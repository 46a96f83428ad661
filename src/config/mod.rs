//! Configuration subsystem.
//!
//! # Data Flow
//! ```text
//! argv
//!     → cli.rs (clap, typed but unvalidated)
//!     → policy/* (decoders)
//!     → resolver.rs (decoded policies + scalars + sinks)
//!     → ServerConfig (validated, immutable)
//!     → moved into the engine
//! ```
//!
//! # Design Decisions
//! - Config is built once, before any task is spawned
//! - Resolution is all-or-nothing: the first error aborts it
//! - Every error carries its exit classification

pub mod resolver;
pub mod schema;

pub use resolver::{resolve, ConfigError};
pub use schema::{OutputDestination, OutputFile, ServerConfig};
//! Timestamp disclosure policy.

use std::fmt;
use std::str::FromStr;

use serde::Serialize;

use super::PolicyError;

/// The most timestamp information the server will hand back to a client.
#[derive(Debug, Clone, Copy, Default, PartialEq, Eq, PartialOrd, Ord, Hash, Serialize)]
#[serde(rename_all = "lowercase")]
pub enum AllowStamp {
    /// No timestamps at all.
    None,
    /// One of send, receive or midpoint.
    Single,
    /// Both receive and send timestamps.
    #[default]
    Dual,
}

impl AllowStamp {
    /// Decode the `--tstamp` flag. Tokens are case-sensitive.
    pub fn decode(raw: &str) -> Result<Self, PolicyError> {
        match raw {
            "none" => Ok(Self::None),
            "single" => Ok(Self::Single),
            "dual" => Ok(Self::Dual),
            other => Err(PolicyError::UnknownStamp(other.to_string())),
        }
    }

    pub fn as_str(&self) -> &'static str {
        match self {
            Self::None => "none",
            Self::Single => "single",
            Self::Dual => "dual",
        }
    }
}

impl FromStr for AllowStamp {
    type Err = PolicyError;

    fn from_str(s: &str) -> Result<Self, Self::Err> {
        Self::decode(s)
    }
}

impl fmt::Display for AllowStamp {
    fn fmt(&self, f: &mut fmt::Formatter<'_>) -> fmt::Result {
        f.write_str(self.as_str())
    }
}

---*---

What is required: Only the lines from the beginning of the data above through the line containing "use super::PolicyError;" should be repeated, exactly as they appear.

Answer to this exercise:
repository 46a96f83428ad661
filename src/config/mod.rs
//! Configuration subsystem.
//!
//! # Data Flow
//! ```text
//! argv
//!     → cli.rs (clap, typed but unvalidated)
//!     → policy/* (decoders)
//!     → resolver.rs (decoded policies + scalars + sinks)
//!     → ServerConfig (validated, immutable)
//!     → moved into the engine
//! ```
//!
//! # Design Decisions
//! - Config is built once, before any task is spawned
//! - Resolution is all-or-nothing: the first error aborts it
//! - Every error carries its exit classification

pub mod resolver;
pub mod schema;

pub use resolver::{resolve, ConfigError};
pub use schema::{OutputDestination, OutputFile, ServerConfig};
//! Timestamp disclosure policy.

use std::fmt;
use std::str::FromStr;

use serde::Serialize;

use super::PolicyError;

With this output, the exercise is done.